_TASK ITEM:_ In the entries below, how many lines hold the string "Option"? Give only the number.
======== SOURCE INFORMATION
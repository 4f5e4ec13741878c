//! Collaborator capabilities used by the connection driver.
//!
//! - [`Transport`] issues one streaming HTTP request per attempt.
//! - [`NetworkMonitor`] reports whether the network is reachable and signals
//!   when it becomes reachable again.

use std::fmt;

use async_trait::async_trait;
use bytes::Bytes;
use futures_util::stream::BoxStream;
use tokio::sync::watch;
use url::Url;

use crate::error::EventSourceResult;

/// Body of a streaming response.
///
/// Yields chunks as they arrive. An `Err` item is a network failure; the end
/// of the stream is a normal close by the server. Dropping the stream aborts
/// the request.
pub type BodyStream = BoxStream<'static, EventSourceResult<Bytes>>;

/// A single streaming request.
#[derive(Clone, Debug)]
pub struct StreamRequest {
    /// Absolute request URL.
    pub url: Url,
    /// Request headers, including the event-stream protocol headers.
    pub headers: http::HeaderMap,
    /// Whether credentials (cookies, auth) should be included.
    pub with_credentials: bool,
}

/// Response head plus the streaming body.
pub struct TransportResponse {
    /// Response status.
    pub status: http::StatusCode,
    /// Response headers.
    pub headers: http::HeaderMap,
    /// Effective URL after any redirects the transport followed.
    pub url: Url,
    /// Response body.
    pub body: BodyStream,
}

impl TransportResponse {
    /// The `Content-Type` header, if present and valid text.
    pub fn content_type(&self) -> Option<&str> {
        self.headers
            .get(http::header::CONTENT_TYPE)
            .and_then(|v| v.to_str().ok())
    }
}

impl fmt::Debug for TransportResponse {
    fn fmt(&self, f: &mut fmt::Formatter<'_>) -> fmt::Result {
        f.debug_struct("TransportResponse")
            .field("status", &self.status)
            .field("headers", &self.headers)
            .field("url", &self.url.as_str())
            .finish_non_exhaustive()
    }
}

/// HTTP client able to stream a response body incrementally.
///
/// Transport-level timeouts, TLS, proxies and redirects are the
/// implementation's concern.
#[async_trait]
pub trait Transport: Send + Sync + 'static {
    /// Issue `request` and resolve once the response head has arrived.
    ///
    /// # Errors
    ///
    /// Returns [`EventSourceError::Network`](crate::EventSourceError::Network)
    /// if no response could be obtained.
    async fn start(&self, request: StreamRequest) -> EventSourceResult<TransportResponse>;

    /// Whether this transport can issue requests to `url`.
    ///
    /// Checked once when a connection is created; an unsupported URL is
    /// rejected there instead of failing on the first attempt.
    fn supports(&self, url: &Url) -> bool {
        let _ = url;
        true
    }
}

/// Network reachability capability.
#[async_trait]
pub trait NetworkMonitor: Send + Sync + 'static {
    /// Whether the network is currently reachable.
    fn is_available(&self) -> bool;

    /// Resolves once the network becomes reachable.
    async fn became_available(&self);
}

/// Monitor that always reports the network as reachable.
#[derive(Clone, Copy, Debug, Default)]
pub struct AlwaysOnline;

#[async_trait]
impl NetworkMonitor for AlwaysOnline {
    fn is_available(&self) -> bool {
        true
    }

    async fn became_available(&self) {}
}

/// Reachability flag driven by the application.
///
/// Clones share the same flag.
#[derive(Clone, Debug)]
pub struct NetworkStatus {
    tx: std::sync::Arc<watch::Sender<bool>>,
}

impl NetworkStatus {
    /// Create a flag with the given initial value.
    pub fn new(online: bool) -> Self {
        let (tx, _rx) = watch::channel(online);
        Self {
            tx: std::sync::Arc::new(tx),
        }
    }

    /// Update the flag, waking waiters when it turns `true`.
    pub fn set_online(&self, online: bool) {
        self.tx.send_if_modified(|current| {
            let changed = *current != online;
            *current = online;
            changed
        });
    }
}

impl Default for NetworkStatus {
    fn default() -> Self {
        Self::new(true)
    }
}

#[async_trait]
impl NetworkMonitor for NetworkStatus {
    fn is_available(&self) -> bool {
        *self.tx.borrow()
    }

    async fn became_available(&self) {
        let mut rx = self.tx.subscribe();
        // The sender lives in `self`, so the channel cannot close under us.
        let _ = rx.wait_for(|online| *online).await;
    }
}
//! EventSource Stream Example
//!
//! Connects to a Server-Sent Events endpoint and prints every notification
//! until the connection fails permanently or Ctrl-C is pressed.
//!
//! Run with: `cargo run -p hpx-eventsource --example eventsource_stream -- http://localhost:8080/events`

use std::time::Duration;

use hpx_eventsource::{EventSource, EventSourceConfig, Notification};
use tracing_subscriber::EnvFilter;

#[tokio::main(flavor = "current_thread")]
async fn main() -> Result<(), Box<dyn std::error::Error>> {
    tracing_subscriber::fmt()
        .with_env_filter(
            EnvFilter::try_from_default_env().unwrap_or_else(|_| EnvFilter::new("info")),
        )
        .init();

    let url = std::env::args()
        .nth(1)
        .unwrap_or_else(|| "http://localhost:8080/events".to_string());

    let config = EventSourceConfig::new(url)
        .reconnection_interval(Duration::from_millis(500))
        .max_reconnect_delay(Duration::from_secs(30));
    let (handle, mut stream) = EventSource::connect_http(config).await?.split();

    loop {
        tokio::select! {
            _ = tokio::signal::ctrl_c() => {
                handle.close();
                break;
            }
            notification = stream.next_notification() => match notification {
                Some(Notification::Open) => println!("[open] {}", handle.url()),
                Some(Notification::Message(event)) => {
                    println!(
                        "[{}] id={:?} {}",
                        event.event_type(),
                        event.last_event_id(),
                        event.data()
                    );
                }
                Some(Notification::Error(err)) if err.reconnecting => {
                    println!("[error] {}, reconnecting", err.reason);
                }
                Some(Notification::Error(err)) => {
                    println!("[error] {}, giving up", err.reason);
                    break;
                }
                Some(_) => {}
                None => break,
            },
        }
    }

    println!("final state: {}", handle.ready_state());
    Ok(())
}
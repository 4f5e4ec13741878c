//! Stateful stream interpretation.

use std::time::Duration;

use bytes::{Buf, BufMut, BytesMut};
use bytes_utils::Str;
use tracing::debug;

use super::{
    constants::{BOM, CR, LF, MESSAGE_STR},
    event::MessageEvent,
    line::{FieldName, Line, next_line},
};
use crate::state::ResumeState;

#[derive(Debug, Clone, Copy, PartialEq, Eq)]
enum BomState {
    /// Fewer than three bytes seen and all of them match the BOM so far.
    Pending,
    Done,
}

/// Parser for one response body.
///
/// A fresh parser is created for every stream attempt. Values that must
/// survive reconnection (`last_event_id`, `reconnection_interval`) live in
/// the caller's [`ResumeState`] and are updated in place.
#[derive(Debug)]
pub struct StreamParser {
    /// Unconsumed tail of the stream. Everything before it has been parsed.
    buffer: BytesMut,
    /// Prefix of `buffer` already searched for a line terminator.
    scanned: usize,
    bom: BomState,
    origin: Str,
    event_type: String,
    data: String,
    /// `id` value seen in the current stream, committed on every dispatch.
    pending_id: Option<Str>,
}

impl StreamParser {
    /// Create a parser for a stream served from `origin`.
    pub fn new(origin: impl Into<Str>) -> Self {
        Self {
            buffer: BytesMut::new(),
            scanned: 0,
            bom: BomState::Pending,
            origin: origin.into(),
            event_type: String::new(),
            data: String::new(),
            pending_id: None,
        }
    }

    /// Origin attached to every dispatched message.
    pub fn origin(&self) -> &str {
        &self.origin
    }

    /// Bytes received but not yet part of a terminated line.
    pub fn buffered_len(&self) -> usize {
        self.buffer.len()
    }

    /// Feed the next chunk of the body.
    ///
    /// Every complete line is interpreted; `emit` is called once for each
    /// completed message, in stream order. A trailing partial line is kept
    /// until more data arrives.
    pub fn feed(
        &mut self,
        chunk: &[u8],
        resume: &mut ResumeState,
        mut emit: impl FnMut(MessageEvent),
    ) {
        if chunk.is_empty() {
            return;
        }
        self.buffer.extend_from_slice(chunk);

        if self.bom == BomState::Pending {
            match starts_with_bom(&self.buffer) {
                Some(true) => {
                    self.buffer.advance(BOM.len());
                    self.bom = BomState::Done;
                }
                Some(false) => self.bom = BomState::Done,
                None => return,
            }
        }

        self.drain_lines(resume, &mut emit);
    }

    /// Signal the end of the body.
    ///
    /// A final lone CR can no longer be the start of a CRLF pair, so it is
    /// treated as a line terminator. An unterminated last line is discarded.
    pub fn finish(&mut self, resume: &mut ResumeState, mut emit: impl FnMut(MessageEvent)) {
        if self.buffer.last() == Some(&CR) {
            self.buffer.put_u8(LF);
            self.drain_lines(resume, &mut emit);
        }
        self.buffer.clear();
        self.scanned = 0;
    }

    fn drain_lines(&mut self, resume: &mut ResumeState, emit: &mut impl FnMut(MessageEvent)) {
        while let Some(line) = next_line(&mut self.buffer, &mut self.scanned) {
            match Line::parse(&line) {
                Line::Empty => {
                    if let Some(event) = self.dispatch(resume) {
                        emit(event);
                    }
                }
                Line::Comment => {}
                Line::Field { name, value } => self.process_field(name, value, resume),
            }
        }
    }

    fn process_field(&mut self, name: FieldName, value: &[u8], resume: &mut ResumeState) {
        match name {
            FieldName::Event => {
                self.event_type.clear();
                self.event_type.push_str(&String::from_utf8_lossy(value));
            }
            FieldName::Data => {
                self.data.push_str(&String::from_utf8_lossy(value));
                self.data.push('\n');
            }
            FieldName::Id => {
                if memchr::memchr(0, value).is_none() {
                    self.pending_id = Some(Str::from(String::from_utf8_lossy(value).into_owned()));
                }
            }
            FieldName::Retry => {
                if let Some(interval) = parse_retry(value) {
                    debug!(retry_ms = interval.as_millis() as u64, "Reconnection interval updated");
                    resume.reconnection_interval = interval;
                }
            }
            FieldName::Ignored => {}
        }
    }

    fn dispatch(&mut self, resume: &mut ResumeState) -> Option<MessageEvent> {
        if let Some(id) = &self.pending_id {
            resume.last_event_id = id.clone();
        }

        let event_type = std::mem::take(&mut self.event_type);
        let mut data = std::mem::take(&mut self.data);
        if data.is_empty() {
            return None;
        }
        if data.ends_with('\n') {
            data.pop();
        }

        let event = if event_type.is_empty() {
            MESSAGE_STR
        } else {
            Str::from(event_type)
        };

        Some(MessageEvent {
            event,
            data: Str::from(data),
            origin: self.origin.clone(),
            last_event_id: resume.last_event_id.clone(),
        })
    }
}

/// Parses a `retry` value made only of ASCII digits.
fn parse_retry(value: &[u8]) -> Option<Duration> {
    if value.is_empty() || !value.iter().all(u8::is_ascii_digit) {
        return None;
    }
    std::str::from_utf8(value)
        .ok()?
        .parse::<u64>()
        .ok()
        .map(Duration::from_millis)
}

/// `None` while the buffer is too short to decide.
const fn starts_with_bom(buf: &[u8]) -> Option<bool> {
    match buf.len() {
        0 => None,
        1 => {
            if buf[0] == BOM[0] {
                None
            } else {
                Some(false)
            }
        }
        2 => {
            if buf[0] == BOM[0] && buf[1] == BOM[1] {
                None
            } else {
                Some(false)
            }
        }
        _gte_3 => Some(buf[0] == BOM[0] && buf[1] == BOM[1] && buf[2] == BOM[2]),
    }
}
================
_RESPONSE TO THIS EXERCISE:_ 5